Given information.
━━━━━━━━━━━━━━━━━━━━
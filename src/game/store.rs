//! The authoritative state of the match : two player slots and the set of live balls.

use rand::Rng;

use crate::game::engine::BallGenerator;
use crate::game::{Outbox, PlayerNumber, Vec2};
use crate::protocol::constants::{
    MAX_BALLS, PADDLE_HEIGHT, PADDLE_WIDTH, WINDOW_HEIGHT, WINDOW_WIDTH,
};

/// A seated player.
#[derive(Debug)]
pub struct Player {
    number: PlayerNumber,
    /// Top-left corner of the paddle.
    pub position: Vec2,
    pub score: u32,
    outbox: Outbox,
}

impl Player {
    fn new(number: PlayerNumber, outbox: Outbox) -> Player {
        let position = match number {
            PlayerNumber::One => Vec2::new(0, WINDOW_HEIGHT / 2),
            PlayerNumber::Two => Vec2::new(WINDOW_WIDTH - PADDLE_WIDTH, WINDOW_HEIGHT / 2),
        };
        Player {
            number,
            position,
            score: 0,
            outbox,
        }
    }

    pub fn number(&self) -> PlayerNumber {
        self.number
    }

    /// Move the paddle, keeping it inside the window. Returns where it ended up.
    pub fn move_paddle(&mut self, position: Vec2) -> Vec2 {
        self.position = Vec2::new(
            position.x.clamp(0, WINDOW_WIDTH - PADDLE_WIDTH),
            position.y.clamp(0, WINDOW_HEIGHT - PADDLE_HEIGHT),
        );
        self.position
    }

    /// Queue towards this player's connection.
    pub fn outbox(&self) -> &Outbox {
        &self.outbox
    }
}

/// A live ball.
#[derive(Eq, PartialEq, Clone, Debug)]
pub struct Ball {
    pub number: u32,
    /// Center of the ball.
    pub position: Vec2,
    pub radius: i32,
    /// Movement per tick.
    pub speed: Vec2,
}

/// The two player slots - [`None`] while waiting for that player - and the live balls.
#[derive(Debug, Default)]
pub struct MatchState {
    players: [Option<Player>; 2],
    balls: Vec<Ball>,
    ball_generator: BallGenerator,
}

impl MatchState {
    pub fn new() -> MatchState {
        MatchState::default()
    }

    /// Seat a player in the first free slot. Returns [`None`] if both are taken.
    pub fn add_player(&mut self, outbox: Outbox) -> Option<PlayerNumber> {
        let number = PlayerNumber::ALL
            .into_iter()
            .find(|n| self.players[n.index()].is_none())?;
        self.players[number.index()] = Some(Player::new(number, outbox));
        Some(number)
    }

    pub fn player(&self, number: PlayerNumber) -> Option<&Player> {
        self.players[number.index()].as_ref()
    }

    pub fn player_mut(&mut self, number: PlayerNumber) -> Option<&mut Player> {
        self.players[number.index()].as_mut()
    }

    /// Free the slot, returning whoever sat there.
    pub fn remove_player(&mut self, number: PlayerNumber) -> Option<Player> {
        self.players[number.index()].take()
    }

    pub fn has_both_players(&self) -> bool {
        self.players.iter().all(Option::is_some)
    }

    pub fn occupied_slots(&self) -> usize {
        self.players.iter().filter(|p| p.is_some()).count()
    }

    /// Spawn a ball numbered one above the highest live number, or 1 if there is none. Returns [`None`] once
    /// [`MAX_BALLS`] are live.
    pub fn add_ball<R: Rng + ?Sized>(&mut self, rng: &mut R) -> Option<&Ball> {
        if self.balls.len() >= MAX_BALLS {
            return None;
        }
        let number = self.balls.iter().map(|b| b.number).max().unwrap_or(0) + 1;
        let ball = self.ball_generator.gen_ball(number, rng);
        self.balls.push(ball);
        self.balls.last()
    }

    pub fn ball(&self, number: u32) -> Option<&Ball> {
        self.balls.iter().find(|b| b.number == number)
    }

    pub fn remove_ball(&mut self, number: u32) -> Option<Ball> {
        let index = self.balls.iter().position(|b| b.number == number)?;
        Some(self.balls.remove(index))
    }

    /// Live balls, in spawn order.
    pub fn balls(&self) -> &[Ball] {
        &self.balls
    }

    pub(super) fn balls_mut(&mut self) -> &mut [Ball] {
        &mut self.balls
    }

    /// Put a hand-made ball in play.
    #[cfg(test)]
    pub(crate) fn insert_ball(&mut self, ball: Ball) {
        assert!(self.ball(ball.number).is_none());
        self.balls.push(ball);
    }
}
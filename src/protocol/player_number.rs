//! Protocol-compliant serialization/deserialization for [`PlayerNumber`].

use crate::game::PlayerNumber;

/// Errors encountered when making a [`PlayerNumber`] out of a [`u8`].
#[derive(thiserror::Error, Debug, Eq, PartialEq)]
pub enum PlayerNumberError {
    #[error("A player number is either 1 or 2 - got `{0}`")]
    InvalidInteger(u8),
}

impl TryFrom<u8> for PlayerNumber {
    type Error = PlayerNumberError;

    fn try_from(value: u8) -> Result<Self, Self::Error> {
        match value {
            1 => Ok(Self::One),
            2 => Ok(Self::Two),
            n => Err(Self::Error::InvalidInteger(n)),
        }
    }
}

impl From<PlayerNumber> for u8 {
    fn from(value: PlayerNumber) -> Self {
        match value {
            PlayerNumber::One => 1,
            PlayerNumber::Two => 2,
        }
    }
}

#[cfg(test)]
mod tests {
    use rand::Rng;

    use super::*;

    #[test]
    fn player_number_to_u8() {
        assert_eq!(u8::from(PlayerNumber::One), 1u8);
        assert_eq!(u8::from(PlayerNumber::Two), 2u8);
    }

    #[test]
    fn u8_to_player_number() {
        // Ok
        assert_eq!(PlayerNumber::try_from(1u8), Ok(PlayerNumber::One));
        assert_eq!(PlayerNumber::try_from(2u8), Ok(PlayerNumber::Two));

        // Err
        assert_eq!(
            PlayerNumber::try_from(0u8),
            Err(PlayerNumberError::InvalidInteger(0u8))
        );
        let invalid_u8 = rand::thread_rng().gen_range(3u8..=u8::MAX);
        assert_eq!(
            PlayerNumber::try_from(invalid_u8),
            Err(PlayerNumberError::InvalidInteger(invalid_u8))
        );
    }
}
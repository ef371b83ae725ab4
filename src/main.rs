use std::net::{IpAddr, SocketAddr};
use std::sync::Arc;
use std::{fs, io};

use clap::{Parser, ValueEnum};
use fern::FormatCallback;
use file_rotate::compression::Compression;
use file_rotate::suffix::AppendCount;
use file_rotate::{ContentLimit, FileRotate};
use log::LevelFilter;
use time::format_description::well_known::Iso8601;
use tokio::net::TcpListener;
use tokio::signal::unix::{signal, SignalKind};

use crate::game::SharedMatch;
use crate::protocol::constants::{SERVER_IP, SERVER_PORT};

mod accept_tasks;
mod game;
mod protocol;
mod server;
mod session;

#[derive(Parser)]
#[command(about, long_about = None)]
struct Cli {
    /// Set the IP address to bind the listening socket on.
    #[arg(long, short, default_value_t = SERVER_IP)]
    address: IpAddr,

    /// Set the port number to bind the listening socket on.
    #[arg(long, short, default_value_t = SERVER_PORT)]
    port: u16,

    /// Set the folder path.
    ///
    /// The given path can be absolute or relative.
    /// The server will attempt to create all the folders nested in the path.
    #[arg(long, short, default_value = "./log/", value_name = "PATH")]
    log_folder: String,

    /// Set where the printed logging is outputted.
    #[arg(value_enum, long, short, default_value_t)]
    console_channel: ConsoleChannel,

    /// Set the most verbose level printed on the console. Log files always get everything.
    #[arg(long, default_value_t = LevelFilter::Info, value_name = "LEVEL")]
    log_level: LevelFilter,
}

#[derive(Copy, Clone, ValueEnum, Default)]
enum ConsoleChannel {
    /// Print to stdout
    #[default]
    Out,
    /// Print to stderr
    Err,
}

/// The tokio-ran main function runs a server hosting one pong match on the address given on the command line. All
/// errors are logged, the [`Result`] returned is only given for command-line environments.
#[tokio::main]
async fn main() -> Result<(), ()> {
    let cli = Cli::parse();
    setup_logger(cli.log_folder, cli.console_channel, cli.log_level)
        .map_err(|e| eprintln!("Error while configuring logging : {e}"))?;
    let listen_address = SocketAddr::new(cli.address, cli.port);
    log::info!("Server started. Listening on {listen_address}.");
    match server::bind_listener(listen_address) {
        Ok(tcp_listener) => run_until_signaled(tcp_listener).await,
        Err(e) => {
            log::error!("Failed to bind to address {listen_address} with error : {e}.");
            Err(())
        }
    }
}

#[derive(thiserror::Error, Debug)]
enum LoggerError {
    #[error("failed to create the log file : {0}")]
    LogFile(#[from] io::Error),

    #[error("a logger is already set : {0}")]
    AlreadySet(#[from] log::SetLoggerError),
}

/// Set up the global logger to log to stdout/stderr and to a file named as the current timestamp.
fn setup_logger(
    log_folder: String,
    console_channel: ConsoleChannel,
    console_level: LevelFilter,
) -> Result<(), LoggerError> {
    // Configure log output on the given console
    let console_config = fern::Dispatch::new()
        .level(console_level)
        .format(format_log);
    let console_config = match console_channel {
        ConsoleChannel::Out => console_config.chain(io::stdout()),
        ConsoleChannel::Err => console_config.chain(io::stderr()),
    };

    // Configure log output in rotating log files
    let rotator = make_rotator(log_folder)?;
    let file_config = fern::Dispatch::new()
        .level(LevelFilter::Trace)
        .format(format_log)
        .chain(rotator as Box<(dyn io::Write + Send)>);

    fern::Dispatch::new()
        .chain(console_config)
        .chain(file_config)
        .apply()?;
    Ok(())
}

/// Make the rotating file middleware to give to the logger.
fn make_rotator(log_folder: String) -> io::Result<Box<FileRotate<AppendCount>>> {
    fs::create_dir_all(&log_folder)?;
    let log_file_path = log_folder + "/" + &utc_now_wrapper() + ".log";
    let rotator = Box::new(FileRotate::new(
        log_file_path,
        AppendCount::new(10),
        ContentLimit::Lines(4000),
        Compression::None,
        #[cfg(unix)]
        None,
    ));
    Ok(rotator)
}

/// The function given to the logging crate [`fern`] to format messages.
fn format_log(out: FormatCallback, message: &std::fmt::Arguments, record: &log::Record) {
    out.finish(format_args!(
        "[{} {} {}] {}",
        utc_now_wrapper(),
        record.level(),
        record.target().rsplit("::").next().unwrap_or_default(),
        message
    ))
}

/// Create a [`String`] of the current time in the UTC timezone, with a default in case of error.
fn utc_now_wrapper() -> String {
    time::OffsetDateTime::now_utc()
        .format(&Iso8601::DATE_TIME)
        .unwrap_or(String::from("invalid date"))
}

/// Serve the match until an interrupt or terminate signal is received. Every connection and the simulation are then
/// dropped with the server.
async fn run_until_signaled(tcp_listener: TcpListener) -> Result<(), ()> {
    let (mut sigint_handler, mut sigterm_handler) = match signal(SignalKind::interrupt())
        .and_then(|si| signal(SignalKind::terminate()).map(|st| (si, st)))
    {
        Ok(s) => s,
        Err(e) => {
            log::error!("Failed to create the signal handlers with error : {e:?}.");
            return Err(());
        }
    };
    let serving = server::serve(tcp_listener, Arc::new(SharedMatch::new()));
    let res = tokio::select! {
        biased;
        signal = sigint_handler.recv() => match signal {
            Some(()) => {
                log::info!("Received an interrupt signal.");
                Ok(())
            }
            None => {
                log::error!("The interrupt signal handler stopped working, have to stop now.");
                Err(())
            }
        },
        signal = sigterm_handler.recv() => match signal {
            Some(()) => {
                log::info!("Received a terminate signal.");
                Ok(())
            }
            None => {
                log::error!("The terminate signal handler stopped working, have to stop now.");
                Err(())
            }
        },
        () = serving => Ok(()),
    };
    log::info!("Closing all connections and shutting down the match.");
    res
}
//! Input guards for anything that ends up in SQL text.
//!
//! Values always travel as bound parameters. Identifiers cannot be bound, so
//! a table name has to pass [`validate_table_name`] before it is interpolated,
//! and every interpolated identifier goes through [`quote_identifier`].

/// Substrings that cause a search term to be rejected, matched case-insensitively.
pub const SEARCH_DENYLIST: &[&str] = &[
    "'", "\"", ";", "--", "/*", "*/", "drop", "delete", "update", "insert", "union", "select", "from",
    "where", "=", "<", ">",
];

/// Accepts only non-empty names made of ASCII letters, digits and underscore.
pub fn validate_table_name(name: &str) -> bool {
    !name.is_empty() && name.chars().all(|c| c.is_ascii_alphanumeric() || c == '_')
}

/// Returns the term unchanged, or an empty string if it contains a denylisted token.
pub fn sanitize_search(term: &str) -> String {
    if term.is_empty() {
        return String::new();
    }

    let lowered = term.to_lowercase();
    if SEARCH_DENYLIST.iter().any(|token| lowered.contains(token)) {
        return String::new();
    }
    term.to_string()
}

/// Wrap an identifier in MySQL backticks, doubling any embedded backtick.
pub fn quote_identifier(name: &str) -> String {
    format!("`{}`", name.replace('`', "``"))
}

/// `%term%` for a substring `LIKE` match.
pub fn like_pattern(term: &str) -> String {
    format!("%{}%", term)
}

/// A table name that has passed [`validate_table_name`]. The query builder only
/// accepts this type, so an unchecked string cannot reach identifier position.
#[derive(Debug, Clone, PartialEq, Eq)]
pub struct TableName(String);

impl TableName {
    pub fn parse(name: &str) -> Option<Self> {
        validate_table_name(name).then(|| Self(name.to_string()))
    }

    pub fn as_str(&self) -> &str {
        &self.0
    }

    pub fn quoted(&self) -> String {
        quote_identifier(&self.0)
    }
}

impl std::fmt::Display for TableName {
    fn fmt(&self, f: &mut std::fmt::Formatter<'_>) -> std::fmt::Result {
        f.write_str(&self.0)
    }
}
━━━━━━━━━━━━━━━━━━━━
Using the material above, tally the lines that hold the string "record". Reply with the number alone.

3